** EXERCISE BRIEF **
Take the entries below and print only the lines from the one with "ok &= created;" through the one with "#[cfg(test)]", exactly as they stand, both ends included.

Stored items:
****************************************

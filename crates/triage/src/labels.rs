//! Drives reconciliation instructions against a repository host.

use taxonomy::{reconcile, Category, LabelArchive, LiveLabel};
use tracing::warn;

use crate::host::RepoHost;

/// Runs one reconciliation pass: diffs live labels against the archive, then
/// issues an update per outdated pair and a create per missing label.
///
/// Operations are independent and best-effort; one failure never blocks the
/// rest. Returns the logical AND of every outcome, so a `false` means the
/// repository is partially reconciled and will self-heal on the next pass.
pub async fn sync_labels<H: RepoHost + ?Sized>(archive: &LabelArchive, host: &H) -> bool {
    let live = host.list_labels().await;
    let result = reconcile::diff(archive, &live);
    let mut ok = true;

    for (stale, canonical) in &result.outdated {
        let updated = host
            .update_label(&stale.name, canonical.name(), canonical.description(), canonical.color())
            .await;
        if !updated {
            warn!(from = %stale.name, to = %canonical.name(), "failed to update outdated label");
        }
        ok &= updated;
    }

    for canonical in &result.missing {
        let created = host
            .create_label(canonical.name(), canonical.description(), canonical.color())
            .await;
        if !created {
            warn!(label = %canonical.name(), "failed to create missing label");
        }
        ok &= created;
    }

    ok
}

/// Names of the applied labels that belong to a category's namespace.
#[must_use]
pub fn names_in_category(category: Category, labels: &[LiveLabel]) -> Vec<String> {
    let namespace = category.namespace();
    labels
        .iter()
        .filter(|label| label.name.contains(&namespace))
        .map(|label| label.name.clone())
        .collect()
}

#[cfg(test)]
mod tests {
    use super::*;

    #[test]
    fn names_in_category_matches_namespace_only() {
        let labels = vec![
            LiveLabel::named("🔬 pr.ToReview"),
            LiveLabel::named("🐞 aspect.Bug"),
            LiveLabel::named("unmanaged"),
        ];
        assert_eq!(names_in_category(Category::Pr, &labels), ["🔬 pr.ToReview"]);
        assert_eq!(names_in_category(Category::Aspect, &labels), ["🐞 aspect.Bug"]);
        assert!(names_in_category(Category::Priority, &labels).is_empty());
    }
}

****************************************

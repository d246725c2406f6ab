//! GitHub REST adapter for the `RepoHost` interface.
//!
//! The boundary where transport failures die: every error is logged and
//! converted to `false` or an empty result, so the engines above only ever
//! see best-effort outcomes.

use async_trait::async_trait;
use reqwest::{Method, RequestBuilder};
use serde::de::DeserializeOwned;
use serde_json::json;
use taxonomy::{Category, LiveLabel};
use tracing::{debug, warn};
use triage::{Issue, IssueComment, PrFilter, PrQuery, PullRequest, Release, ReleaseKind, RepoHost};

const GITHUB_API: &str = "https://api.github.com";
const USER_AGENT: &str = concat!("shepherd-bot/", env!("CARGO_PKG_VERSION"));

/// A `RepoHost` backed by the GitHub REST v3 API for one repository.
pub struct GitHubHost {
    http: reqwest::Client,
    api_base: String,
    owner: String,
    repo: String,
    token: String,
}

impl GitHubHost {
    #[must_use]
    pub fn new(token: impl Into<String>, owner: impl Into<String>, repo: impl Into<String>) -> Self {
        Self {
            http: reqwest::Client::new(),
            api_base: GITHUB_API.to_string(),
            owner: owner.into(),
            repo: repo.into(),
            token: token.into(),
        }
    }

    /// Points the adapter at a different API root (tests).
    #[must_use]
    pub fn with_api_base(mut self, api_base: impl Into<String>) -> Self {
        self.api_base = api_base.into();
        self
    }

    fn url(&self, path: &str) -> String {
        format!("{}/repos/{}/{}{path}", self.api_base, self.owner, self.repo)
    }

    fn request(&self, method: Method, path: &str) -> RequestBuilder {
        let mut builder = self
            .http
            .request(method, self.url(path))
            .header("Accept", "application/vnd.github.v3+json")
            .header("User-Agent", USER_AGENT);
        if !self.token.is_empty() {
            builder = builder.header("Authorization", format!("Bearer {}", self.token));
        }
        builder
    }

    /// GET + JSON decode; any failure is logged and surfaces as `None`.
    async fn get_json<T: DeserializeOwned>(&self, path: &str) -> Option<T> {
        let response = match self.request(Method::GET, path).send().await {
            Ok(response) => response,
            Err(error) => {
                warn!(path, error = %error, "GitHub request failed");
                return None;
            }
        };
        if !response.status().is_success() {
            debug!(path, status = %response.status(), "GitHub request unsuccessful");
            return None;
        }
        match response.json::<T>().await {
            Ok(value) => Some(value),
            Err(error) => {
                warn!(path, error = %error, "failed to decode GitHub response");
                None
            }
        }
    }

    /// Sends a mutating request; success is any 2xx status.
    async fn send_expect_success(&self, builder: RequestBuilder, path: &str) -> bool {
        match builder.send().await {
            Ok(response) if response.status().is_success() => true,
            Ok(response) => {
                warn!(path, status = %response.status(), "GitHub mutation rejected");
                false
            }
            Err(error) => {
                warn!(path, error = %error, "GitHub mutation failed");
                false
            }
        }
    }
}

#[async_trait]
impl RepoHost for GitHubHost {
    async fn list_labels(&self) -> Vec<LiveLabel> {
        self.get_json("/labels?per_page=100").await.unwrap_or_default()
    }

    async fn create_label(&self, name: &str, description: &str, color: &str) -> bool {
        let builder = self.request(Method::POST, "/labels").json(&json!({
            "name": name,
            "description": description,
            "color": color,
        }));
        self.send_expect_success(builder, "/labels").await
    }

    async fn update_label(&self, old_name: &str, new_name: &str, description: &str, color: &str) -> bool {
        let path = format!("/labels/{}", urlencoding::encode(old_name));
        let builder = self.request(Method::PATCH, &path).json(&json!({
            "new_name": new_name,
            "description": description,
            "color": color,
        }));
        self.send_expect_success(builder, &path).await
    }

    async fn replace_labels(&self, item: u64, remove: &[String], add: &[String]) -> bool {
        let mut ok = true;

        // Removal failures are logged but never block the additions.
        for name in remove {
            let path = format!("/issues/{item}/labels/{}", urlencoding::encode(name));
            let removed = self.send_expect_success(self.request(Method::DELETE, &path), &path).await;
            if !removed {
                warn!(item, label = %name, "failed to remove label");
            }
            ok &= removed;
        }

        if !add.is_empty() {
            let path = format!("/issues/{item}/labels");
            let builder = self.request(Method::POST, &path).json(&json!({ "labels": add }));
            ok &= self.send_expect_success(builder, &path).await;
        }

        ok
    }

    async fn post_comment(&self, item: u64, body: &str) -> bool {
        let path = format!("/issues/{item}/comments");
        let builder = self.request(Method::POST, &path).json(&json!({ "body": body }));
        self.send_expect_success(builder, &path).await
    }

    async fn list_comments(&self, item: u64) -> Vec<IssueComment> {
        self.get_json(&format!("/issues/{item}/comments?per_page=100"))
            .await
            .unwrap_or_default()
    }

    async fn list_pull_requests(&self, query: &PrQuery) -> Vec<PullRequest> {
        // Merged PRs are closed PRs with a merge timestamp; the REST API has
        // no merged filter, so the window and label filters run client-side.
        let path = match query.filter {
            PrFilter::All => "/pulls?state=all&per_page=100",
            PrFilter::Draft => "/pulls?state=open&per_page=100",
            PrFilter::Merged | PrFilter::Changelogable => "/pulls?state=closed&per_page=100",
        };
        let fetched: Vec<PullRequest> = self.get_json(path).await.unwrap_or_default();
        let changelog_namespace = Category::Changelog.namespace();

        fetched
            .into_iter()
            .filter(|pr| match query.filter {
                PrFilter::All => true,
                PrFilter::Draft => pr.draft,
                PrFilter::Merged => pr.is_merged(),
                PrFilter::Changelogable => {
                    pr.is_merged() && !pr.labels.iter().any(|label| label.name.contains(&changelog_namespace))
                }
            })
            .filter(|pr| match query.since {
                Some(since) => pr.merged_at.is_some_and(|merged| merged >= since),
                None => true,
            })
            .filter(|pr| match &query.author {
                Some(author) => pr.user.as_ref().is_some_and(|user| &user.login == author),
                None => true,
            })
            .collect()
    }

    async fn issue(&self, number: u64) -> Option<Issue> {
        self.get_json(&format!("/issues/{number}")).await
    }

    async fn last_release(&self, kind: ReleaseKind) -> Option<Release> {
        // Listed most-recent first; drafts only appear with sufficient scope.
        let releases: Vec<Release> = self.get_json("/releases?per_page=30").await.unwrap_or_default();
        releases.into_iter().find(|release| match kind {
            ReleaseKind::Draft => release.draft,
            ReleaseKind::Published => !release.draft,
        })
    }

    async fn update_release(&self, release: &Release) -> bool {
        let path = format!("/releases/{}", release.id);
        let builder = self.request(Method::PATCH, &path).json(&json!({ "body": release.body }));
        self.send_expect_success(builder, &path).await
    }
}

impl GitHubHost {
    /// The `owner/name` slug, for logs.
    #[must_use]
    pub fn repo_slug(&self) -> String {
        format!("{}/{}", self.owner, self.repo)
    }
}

****************************************

** ANSWER TO THIS TASK **
        ok &= created;
    }

    ok
}

/// Names of the applied labels that belong to a category's namespace.
#[must_use]
pub fn names_in_category(category: Category, labels: &[LiveLabel]) -> Vec<String> {
    let namespace = category.namespace();
    labels
        .iter()
        .filter(|label| label.name.contains(&namespace))
        .map(|label| label.name.clone())
        .collect()
}

#[cfg(test)]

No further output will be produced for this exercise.